◆ EXERCISE: Identify each line below that contains the word "rendered", and copy it out.

Stored data
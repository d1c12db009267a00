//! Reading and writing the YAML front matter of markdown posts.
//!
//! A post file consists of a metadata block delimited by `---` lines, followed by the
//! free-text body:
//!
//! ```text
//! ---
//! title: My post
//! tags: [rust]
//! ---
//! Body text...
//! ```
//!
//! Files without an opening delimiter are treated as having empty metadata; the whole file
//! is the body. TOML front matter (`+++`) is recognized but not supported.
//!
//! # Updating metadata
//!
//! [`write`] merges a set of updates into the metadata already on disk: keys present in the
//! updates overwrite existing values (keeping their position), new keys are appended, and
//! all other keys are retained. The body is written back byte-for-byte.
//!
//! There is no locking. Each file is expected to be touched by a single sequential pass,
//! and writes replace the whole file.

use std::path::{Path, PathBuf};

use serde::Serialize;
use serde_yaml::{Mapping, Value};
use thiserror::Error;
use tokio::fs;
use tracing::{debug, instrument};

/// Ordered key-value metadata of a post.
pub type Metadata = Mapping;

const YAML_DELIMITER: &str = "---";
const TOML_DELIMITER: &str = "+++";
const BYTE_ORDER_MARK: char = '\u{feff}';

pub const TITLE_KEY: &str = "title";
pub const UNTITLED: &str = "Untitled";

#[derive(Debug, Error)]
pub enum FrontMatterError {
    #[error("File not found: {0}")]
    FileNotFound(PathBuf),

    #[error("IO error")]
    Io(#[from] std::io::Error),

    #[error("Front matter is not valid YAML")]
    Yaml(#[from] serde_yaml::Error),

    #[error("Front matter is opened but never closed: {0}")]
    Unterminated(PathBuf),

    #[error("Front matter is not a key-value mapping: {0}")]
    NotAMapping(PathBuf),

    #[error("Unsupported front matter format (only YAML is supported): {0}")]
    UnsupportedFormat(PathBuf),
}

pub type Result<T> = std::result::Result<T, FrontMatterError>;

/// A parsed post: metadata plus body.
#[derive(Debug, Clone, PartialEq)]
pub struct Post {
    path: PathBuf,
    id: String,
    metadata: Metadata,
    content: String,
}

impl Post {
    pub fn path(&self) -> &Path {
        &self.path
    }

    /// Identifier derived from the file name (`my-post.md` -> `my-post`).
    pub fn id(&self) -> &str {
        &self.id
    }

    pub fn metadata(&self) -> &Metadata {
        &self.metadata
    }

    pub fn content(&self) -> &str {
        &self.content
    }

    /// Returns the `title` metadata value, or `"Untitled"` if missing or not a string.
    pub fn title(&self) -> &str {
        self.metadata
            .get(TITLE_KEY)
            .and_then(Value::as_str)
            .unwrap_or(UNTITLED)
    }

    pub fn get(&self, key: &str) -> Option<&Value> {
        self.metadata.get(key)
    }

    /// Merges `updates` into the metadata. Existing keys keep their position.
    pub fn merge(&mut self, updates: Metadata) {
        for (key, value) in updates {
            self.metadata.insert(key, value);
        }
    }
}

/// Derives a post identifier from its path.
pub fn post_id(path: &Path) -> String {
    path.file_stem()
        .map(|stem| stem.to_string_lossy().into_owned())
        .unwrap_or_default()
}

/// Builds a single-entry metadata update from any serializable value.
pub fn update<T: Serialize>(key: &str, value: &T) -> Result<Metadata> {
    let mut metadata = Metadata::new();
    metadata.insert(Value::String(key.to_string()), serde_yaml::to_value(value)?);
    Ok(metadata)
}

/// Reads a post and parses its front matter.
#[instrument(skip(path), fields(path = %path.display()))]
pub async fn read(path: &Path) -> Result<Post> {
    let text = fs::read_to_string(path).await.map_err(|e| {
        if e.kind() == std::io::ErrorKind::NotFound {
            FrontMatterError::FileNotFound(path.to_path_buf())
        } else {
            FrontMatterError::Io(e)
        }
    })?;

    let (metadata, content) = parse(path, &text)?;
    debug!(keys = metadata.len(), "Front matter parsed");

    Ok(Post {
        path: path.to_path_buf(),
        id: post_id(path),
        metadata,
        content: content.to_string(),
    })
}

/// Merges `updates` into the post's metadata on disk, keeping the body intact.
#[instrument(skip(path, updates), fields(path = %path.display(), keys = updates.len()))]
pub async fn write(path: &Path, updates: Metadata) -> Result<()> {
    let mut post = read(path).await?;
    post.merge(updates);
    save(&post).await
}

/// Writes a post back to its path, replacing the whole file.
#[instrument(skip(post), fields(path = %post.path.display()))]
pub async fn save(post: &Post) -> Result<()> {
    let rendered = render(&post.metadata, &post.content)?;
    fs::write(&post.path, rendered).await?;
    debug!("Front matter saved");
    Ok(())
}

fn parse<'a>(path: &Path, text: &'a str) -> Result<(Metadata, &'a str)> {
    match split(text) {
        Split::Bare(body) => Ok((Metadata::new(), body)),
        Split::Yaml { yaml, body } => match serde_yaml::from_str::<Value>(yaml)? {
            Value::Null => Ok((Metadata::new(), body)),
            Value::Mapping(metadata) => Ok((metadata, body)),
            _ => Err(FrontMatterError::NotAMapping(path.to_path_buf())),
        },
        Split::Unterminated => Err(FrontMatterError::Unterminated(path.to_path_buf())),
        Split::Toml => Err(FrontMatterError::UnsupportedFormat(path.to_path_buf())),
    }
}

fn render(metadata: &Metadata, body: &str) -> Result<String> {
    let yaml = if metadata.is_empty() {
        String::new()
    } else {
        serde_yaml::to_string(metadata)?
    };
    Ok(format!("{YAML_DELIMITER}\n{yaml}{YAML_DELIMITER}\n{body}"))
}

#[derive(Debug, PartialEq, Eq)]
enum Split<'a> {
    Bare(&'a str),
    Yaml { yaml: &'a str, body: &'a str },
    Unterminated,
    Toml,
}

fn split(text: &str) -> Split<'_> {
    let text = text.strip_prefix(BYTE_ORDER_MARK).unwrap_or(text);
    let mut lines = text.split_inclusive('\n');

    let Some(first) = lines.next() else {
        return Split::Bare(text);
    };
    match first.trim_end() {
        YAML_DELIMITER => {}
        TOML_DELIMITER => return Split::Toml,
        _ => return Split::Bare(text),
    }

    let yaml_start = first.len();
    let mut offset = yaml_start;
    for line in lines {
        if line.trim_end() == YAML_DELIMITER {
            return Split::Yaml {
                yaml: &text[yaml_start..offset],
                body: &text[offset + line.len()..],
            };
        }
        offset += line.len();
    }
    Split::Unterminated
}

...

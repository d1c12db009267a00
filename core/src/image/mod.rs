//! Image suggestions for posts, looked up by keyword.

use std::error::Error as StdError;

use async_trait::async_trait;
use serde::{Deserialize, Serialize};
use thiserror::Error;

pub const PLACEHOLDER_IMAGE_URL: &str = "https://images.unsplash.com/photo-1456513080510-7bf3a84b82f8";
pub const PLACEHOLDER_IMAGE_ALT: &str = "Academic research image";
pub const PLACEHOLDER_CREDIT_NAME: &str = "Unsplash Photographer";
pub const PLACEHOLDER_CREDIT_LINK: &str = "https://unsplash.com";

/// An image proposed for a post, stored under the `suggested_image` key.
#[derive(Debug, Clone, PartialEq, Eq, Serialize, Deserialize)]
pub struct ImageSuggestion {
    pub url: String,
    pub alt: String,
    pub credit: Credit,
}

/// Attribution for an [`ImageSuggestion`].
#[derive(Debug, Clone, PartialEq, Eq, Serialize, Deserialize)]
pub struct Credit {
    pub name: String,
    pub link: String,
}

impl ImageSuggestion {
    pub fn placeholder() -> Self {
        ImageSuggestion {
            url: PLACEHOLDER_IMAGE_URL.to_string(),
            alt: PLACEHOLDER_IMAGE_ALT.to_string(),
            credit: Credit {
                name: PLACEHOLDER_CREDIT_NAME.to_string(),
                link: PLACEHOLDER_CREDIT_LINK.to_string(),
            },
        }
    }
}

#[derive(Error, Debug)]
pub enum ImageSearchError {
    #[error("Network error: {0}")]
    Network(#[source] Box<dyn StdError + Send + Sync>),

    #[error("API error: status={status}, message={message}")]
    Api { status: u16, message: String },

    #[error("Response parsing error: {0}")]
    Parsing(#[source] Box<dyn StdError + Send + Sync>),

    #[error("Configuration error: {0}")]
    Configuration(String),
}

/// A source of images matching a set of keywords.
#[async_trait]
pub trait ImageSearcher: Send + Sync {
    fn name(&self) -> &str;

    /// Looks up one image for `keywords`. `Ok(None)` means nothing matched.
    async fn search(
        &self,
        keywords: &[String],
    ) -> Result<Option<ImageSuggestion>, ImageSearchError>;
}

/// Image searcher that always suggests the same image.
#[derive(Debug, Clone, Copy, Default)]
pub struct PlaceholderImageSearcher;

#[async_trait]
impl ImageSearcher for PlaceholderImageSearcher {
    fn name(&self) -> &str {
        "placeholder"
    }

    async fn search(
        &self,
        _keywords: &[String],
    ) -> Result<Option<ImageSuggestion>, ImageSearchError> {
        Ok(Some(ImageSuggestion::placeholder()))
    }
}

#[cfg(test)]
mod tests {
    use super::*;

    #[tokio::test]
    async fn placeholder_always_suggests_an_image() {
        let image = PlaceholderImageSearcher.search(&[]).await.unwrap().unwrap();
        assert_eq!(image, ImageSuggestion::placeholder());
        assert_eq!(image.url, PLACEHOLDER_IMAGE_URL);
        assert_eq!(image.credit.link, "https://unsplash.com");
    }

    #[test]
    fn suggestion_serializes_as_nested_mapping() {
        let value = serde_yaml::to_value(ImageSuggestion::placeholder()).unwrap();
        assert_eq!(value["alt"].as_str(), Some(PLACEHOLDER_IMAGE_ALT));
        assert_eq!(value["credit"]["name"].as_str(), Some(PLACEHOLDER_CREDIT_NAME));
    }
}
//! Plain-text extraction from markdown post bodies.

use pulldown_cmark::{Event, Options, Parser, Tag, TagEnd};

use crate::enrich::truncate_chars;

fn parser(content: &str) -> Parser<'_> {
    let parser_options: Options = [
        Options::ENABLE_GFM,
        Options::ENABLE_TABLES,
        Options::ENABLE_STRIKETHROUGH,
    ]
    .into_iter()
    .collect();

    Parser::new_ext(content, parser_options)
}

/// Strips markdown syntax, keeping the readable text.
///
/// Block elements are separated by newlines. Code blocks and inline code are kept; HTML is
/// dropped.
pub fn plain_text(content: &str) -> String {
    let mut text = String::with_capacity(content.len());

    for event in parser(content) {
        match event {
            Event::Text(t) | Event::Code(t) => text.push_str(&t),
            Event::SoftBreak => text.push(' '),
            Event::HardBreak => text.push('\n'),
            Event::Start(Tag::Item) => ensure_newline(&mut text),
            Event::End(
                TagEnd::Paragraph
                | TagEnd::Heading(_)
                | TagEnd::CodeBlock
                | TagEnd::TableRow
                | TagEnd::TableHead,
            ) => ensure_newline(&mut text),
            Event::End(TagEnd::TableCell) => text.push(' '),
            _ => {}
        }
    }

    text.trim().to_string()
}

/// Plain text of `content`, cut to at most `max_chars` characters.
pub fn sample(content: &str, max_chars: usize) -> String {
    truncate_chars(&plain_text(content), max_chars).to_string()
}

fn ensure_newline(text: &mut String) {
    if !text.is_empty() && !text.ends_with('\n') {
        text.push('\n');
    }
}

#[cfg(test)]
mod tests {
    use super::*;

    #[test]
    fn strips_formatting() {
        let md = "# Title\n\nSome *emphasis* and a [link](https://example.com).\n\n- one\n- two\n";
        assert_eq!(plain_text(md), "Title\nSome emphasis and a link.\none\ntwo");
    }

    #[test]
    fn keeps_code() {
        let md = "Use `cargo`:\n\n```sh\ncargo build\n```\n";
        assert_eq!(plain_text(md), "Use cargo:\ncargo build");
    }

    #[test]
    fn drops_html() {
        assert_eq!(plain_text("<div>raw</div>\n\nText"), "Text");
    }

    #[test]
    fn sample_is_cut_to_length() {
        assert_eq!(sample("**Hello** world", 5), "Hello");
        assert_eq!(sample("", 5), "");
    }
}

◆ SOLUTION TO THE PROBLEM:
    let rendered = render(&post.metadata, &post.content)?;
    fs::write(&post.path, rendered).await?;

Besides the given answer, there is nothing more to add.